Dataset excerpts
--- START ---
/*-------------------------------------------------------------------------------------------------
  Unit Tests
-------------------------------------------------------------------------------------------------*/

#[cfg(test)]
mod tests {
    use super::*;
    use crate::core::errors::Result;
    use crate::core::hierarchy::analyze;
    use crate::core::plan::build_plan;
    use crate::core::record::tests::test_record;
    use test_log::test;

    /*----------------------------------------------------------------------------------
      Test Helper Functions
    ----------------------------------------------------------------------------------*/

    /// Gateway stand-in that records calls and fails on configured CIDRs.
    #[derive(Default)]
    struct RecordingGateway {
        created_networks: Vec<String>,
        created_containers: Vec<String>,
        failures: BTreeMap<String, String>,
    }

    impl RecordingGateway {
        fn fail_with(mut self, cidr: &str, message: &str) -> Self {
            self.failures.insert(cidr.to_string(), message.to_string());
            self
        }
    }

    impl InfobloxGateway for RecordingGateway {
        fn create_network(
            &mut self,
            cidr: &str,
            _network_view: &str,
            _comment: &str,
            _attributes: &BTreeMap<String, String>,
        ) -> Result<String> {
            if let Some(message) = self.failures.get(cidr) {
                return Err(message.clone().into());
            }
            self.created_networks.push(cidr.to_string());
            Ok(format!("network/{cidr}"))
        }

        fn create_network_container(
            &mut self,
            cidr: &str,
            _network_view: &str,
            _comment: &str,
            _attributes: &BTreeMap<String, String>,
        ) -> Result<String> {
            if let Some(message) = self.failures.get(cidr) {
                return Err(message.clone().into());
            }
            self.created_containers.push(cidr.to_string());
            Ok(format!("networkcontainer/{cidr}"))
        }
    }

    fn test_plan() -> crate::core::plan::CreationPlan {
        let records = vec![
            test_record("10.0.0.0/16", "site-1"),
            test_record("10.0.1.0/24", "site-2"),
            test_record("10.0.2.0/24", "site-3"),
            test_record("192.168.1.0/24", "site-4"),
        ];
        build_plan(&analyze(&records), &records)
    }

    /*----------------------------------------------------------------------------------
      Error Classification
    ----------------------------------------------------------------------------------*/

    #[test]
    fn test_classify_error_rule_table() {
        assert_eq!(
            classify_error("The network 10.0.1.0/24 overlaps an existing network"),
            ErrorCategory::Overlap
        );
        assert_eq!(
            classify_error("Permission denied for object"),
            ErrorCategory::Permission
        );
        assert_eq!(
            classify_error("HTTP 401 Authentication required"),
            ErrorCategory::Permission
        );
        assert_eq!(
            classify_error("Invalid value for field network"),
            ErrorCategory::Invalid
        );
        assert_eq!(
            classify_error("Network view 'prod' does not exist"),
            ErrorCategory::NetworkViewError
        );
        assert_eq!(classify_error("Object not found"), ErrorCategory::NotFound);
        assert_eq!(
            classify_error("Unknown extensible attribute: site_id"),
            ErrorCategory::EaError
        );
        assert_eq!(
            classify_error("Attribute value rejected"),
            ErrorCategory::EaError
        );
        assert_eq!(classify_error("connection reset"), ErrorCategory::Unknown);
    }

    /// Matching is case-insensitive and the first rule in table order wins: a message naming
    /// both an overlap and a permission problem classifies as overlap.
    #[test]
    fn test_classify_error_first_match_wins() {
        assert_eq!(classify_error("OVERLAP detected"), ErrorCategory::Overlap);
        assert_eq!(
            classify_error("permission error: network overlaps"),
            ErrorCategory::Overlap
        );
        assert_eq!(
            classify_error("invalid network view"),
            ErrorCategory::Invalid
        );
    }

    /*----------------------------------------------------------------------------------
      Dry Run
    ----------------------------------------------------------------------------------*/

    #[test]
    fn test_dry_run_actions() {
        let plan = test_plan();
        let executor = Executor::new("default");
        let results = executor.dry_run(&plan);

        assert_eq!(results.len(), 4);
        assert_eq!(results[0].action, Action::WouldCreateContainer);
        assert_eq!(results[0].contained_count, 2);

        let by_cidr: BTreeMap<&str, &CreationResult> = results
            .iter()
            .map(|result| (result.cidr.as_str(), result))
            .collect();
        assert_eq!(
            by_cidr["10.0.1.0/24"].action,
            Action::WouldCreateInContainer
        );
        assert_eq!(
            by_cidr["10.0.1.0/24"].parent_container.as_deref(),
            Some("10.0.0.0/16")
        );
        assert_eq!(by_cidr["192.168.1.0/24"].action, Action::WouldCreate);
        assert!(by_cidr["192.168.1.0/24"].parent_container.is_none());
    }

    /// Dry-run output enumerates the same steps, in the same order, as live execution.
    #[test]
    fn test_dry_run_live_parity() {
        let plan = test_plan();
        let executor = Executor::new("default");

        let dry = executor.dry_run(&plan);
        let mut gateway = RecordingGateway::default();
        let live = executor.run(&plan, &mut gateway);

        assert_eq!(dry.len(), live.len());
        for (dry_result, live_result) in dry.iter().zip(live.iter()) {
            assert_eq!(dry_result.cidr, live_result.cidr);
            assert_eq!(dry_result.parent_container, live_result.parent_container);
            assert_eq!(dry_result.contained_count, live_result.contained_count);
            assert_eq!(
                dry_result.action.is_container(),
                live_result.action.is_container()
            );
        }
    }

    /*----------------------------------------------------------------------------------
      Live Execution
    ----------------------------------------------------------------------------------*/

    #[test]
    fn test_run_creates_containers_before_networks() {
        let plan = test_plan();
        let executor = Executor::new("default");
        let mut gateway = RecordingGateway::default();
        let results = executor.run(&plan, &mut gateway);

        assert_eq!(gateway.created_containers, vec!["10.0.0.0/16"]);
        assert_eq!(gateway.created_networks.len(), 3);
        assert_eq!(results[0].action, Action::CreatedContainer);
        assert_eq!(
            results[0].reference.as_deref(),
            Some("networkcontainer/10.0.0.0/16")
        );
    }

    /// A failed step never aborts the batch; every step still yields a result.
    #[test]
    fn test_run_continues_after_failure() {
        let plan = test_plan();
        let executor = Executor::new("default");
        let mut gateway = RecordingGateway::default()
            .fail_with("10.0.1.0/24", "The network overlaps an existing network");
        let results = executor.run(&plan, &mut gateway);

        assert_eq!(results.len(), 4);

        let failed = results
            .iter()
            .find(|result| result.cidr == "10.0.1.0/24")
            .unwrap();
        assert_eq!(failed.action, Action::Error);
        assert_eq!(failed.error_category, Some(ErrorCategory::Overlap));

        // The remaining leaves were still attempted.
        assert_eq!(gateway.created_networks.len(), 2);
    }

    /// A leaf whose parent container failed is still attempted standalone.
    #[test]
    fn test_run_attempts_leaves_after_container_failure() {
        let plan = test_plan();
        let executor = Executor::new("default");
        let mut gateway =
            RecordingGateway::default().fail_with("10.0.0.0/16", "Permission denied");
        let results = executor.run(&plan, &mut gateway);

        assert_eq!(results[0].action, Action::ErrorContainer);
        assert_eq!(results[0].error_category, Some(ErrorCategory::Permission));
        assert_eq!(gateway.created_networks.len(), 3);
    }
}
--- END ---
WHAT THE TASK REQUIRES — What lines in the data above carry "value"? Return them all.

SOLVED PROBLEM —
            classify_error("Invalid value for field network"),
            classify_error("Attribute value rejected"),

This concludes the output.